Report back every line from the entries below in which the word "Ordering" occurs.

(DATASET EXCERPTS)

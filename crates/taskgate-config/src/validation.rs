// SPDX-FileCopyrightText: 2026 Taskgate Contributors
// SPDX-License-Identifier: MIT OR Apache-2.0

//! Post-deserialization validation for configuration values.
//!
//! Validates semantic constraints that cannot be expressed via serde
//! attributes. Collects every violation instead of failing fast so an
//! operator sees the whole list at once.

use thiserror::Error;

use crate::model::TaskGateConfig;

/// A single configuration problem, reported at startup.
#[derive(Debug, Error)]
pub enum ConfigError {
    #[error("config parse error: {0}")]
    Parse(#[from] figment::Error),

    #[error("invalid config: {message}")]
    Validation { message: String },
}

/// Validate semantic constraints that hold for any invocation.
pub fn validate_config(config: &TaskGateConfig) -> Result<(), Vec<ConfigError>> {
    let mut errors = Vec::new();

    if config.cache.snapshot_ttl_secs == 0 {
        errors.push(ConfigError::Validation {
            message: "cache.snapshot_ttl_secs must be greater than zero".to_string(),
        });
    }

    for (field, value) in [
        ("routing.soft_collection_code", &config.routing.soft_collection_code),
        ("routing.hard_collection_code", &config.routing.hard_collection_code),
        ("routing.census_group", &config.routing.census_group),
        ("routing.debit_group", &config.routing.debit_group),
    ] {
        if value.trim().is_empty() {
            errors.push(ConfigError::Validation {
                message: format!("{field} must not be empty"),
            });
        }
    }

    if let Some(url) = config.remote.base_url.as_deref() {
        if !url.ends_with('/') {
            errors.push(ConfigError::Validation {
                message: format!("remote.base_url must end with a trailing slash, got `{url}`"),
            });
        }
    }

    if errors.is_empty() { Ok(()) } else { Err(errors) }
}

/// Validate the additional fields serving requires: credentials for the
/// chat transport and the remote API.
pub fn validate_for_serve(config: &TaskGateConfig) -> Result<(), Vec<ConfigError>> {
    let mut errors = Vec::new();

    if config
        .telegram
        .bot_token
        .as_deref()
        .unwrap_or_default()
        .is_empty()
    {
        errors.push(ConfigError::Validation {
            message: "telegram.bot_token is required to serve".to_string(),
        });
    }

    if config.remote.base_url.as_deref().unwrap_or_default().is_empty() {
        errors.push(ConfigError::Validation {
            message: "remote.base_url is required to serve".to_string(),
        });
    }

    if config
        .remote
        .api_token
        .as_deref()
        .unwrap_or_default()
        .is_empty()
    {
        errors.push(ConfigError::Validation {
            message: "remote.api_token is required to serve".to_string(),
        });
    }

    if errors.is_empty() { Ok(()) } else { Err(errors) }
}

/// Print collected configuration errors to stderr, one per line.
pub fn render_errors(errors: &[ConfigError]) {
    for error in errors {
        eprintln!("taskgate: {error}");
    }
}
// SPDX-FileCopyrightText: 2026 Taskgate Contributors
// SPDX-License-Identifier: MIT OR Apache-2.0

//! Configuration model structs for the Taskgate bot.
//!
//! All structs use `#[serde(deny_unknown_fields)]` to reject unrecognized
//! config keys at startup.

use serde::{Deserialize, Serialize};

/// Top-level Taskgate configuration.
///
/// Loaded from TOML files following the XDG hierarchy, with environment
/// variable overrides. All sections are optional and default to sensible
/// values; serving additionally requires the telegram and remote credentials.
#[derive(Debug, Clone, Default, Deserialize, Serialize)]
#[serde(deny_unknown_fields)]
pub struct TaskGateConfig {
    /// Process identity and logging settings.
    #[serde(default)]
    pub agent: AgentConfig,

    /// Telegram bot integration settings.
    #[serde(default)]
    pub telegram: TelegramConfig,

    /// Remote workforce-management API settings.
    #[serde(default)]
    pub remote: RemoteConfig,

    /// Snapshot cache settings.
    #[serde(default)]
    pub cache: CacheConfig,

    /// Escalation-routing constants.
    #[serde(default)]
    pub routing: RoutingConfig,
}

/// Process identity and logging configuration.
#[derive(Debug, Clone, Deserialize, Serialize)]
#[serde(deny_unknown_fields)]
pub struct AgentConfig {
    /// Display name of the bot process.
    #[serde(default = "default_agent_name")]
    pub name: String,

    /// Logging level (trace, debug, info, warn, error).
    #[serde(default = "default_log_level")]
    pub log_level: String,
}

impl Default for AgentConfig {
    fn default() -> Self {
        Self {
            name: default_agent_name(),
            log_level: default_log_level(),
        }
    }
}

fn default_agent_name() -> String {
    "taskgate".to_string()
}

fn default_log_level() -> String {
    "info".to_string()
}

/// Telegram bot integration configuration.
#[derive(Debug, Clone, Default, Deserialize, Serialize)]
#[serde(deny_unknown_fields)]
pub struct TelegramConfig {
    /// Telegram Bot API token. Required for serving.
    #[serde(default)]
    pub bot_token: Option<String>,

    /// Chat id that receives operator alerts (data-integrity errors).
    /// `None` disables operator alerting.
    #[serde(default)]
    pub admin_chat_id: Option<i64>,
}

/// Remote workforce-management API configuration.
#[derive(Debug, Clone, Default, Deserialize, Serialize)]
#[serde(deny_unknown_fields)]
pub struct RemoteConfig {
    /// Base URL of the task API, with trailing slash. Required for serving.
    #[serde(default)]
    pub base_url: Option<String>,

    /// Opaque bearer token passed as `Authorization: Token <value>`.
    /// Required for serving.
    #[serde(default)]
    pub api_token: Option<String>,
}

/// Snapshot cache configuration.
#[derive(Debug, Clone, Deserialize, Serialize)]
#[serde(deny_unknown_fields)]
pub struct CacheConfig {
    /// Snapshot time-to-live in seconds.
    #[serde(default = "default_snapshot_ttl_secs")]
    pub snapshot_ttl_secs: u64,
}

impl Default for CacheConfig {
    fn default() -> Self {
        Self {
            snapshot_ttl_secs: default_snapshot_ttl_secs(),
        }
    }
}

fn default_snapshot_ttl_secs() -> u64 {
    180
}

/// Constants the escalation and forwarding logic keys on.
#[derive(Debug, Clone, Deserialize, Serialize)]
#[serde(deny_unknown_fields)]
pub struct RoutingConfig {
    /// Sentinel author code for soft-collection tasks.
    #[serde(default = "default_soft_collection_code")]
    pub soft_collection_code: String,

    /// Sentinel author code for hard-collection tasks (not forwardable).
    #[serde(default = "default_hard_collection_code")]
    pub hard_collection_code: String,

    /// Task group whose author comments embed a follow-up URL after `_`.
    #[serde(default = "default_census_group")]
    pub census_group: String,

    /// Task group for debit-control task listings.
    #[serde(default = "default_debit_group")]
    pub debit_group: String,

    /// Worker-comment id written into a freshly forwarded task.
    #[serde(default = "default_placeholder_comment_id")]
    pub placeholder_comment_id: i64,
}

impl Default for RoutingConfig {
    fn default() -> Self {
        Self {
            soft_collection_code: default_soft_collection_code(),
            hard_collection_code: default_hard_collection_code(),
            census_group: default_census_group(),
            debit_group: default_debit_group(),
            placeholder_comment_id: default_placeholder_comment_id(),
        }
    }
}

fn default_soft_collection_code() -> String {
    "SoftCollect".to_string()
}

fn default_hard_collection_code() -> String {
    "HardCollect".to_string()
}

fn default_census_group() -> String {
    "000000004".to_string()
}

fn default_debit_group() -> String {
    "000000002".to_string()
}

fn default_placeholder_comment_id() -> i64 {
    2
}
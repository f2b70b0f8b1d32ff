// SPDX-FileCopyrightText: 2026 Taskgate Contributors
// SPDX-License-Identifier: MIT OR Apache-2.0

//! Scripted in-memory [`RemoteTasks`] double.
//!
//! Reads serve pre-loaded records; writes append to a call log the test can
//! assert on. Individual writes can be armed to fail so abort paths are
//! exercisable without a network.

use std::collections::HashMap;
use std::sync::atomic::{AtomicBool, AtomicI64, Ordering};
use std::sync::Mutex;

use async_trait::async_trait;

use taskgate_core::error::TaskGateError;
use taskgate_core::traits::RemoteTasks;
use taskgate_core::types::{
    ResultDetail, ResultOption, ResultPayload, TaskId, TaskSnapshot, TaskUpdate, WorkerRecord,
};

/// One recorded invocation, in arrival order.
#[derive(Debug, Clone, PartialEq)]
pub enum RemoteCall {
    GetTask(String),
    ListNewTasks { worker: String, group: String },
    PutTask(TaskUpdate),
    GetWorker(String),
    GetWorkerByChat(String),
    GetWorkerByPhone(String),
    GetController,
    PutWorker(WorkerRecord),
    PostWorkerComment { worker: String, text: String },
    PostAuthorComment { author: String, text: String },
    PostResult(ResultPayload),
    GetResultOptions(String),
    GetResultDetail(i64),
}

#[derive(Default)]
pub struct MockRemote {
    tasks: Mutex<HashMap<String, TaskSnapshot>>,
    task_lists: Mutex<HashMap<(String, String), Vec<TaskSnapshot>>>,
    workers: Mutex<HashMap<String, WorkerRecord>>,
    workers_by_chat: Mutex<HashMap<String, WorkerRecord>>,
    workers_by_phone: Mutex<HashMap<String, WorkerRecord>>,
    controller: Mutex<Option<WorkerRecord>>,
    result_options: Mutex<HashMap<String, Vec<ResultOption>>>,
    result_details: Mutex<HashMap<i64, ResultDetail>>,
    next_comment_id: AtomicI64,
    next_result_id: AtomicI64,
    pub fail_put_task: AtomicBool,
    pub fail_put_worker: AtomicBool,
    pub fail_post_worker_comment: AtomicBool,
    pub fail_post_author_comment: AtomicBool,
    pub fail_post_result: AtomicBool,
    pub fail_get_task: AtomicBool,
    calls: Mutex<Vec<RemoteCall>>,
}

impl MockRemote {
    pub fn new() -> Self {
        Self {
            next_comment_id: AtomicI64::new(100),
            next_result_id: AtomicI64::new(500),
            ..Self::default()
        }
    }

    pub fn with_task(self, snapshot: TaskSnapshot) -> Self {
        self.tasks
            .lock()
            .unwrap()
            .insert(snapshot.number.0.clone(), snapshot);
        self
    }

    pub fn with_task_list(
        self,
        worker: &str,
        group: &str,
        tasks: Vec<TaskSnapshot>,
    ) -> Self {
        self.task_lists
            .lock()
            .unwrap()
            .insert((worker.to_owned(), group.to_owned()), tasks);
        self
    }

    pub fn with_worker(self, worker: WorkerRecord) -> Self {
        self.workers
            .lock()
            .unwrap()
            .insert(worker.code.clone(), worker);
        self
    }

    pub fn with_worker_by_chat(self, chat_id: &str, worker: WorkerRecord) -> Self {
        self.workers_by_chat
            .lock()
            .unwrap()
            .insert(chat_id.to_owned(), worker);
        self
    }

    pub fn with_worker_by_phone(self, phone: &str, worker: WorkerRecord) -> Self {
        self.workers_by_phone
            .lock()
            .unwrap()
            .insert(phone.to_owned(), worker);
        self
    }

    pub fn with_controller(self, worker: WorkerRecord) -> Self {
        *self.controller.lock().unwrap() = Some(worker);
        self
    }

    pub fn with_result_options(self, group: &str, options: Vec<ResultOption>) -> Self {
        self.result_options
            .lock()
            .unwrap()
            .insert(group.to_owned(), options);
        self
    }

    pub fn with_result_detail(self, detail: ResultDetail) -> Self {
        self.result_details.lock().unwrap().insert(detail.id, detail);
        self
    }

    /// Everything invoked so far, in order.
    pub fn calls(&self) -> Vec<RemoteCall> {
        self.calls.lock().unwrap().clone()
    }

    pub fn call_count(&self) -> usize {
        self.calls.lock().unwrap().len()
    }

    fn record(&self, call: RemoteCall) {
        self.calls.lock().unwrap().push(call);
    }

    fn not_found(what: &str) -> TaskGateError {
        TaskGateError::RemoteRejected {
            status: 404,
            body: format!("{what} not found"),
        }
    }

    fn armed_failure(flag: &AtomicBool) -> Result<(), TaskGateError> {
        if flag.load(Ordering::SeqCst) {
            Err(TaskGateError::RemoteRejected {
                status: 500,
                body: "scripted failure".to_owned(),
            })
        } else {
            Ok(())
        }
    }
}

#[async_trait]
impl RemoteTasks for MockRemote {
    async fn get_task(&self, id: &TaskId) -> Result<TaskSnapshot, TaskGateError> {
        self.record(RemoteCall::GetTask(id.0.clone()));
        Self::armed_failure(&self.fail_get_task)?;
        self.tasks
            .lock()
            .unwrap()
            .get(&id.0)
            .cloned()
            .ok_or_else(|| Self::not_found("task"))
    }

    async fn list_new_tasks(
        &self,
        worker_code: &str,
        group: &str,
    ) -> Result<Vec<TaskSnapshot>, TaskGateError> {
        self.record(RemoteCall::ListNewTasks {
            worker: worker_code.to_owned(),
            group: group.to_owned(),
        });
        Ok(self
            .task_lists
            .lock()
            .unwrap()
            .get(&(worker_code.to_owned(), group.to_owned()))
            .cloned()
            .unwrap_or_default())
    }

    async fn put_task(&self, update: &TaskUpdate) -> Result<(), TaskGateError> {
        self.record(RemoteCall::PutTask(update.clone()));
        Self::armed_failure(&self.fail_put_task)
    }

    async fn get_worker(&self, code: &str) -> Result<WorkerRecord, TaskGateError> {
        self.record(RemoteCall::GetWorker(code.to_owned()));
        self.workers
            .lock()
            .unwrap()
            .get(code)
            .cloned()
            .ok_or_else(|| Self::not_found("worker"))
    }

    async fn get_worker_by_chat(
        &self,
        chat_id: &str,
    ) -> Result<Option<WorkerRecord>, TaskGateError> {
        self.record(RemoteCall::GetWorkerByChat(chat_id.to_owned()));
        Ok(self.workers_by_chat.lock().unwrap().get(chat_id).cloned())
    }

    async fn get_worker_by_phone(
        &self,
        phone: &str,
    ) -> Result<Option<WorkerRecord>, TaskGateError> {
        self.record(RemoteCall::GetWorkerByPhone(phone.to_owned()));
        Ok(self.workers_by_phone.lock().unwrap().get(phone).cloned())
    }

    async fn get_controller(&self) -> Result<WorkerRecord, TaskGateError> {
        self.record(RemoteCall::GetController);
        self.controller
            .lock()
            .unwrap()
            .clone()
            .ok_or_else(|| TaskGateError::InvalidRoleInput("no controller on record".to_owned()))
    }

    async fn put_worker(&self, worker: &WorkerRecord) -> Result<(), TaskGateError> {
        self.record(RemoteCall::PutWorker(worker.clone()));
        Self::armed_failure(&self.fail_put_worker)
    }

    async fn post_worker_comment(
        &self,
        worker_code: &str,
        text: &str,
    ) -> Result<i64, TaskGateError> {
        self.record(RemoteCall::PostWorkerComment {
            worker: worker_code.to_owned(),
            text: text.to_owned(),
        });
        Self::armed_failure(&self.fail_post_worker_comment)?;
        Ok(self.next_comment_id.fetch_add(1, Ordering::SeqCst))
    }

    async fn post_author_comment(
        &self,
        author_code: &str,
        text: &str,
    ) -> Result<i64, TaskGateError> {
        self.record(RemoteCall::PostAuthorComment {
            author: author_code.to_owned(),
            text: text.to_owned(),
        });
        Self::armed_failure(&self.fail_post_author_comment)?;
        Ok(self.next_comment_id.fetch_add(1, Ordering::SeqCst))
    }

    async fn post_result(&self, payload: &ResultPayload) -> Result<i64, TaskGateError> {
        self.record(RemoteCall::PostResult(payload.clone()));
        Self::armed_failure(&self.fail_post_result)?;
        Ok(self.next_result_id.fetch_add(1, Ordering::SeqCst))
    }

    async fn get_result_options(
        &self,
        group: &str,
    ) -> Result<Vec<ResultOption>, TaskGateError> {
        self.record(RemoteCall::GetResultOptions(group.to_owned()));
        Ok(self
            .result_options
            .lock()
            .unwrap()
            .get(group)
            .cloned()
            .unwrap_or_default())
    }

    async fn get_result_detail(&self, id: i64) -> Result<ResultDetail, TaskGateError> {
        self.record(RemoteCall::GetResultDetail(id));
        self.result_details
            .lock()
            .unwrap()
            .get(&id)
            .cloned()
            .ok_or_else(|| Self::not_found("result detail"))
    }
}
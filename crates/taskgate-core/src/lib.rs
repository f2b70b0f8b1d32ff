// SPDX-FileCopyrightText: 2026 Taskgate Contributors
// SPDX-License-Identifier: MIT OR Apache-2.0

//! Core library for the Taskgate bot.
//!
//! This crate provides the error taxonomy, the typed records exchanged with
//! the remote workforce-management API, and the adapter traits implemented
//! by the HTTP client and the snapshot cache.

pub mod error;
pub mod traits;
pub mod types;

pub use error::TaskGateError;
pub use traits::{RemoteTasks, SnapshotCache};
pub use types::{TaskId, TaskSnapshot, TaskStatus, UserId};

(End DATASET EXCERPTS)

THE ANSWER.
use std::sync::atomic::{AtomicBool, AtomicI64, Ordering};
        if flag.load(Ordering::SeqCst) {
        Ok(self.next_comment_id.fetch_add(1, Ordering::SeqCst))
        Ok(self.next_comment_id.fetch_add(1, Ordering::SeqCst))
        Ok(self.next_result_id.fetch_add(1, Ordering::SeqCst))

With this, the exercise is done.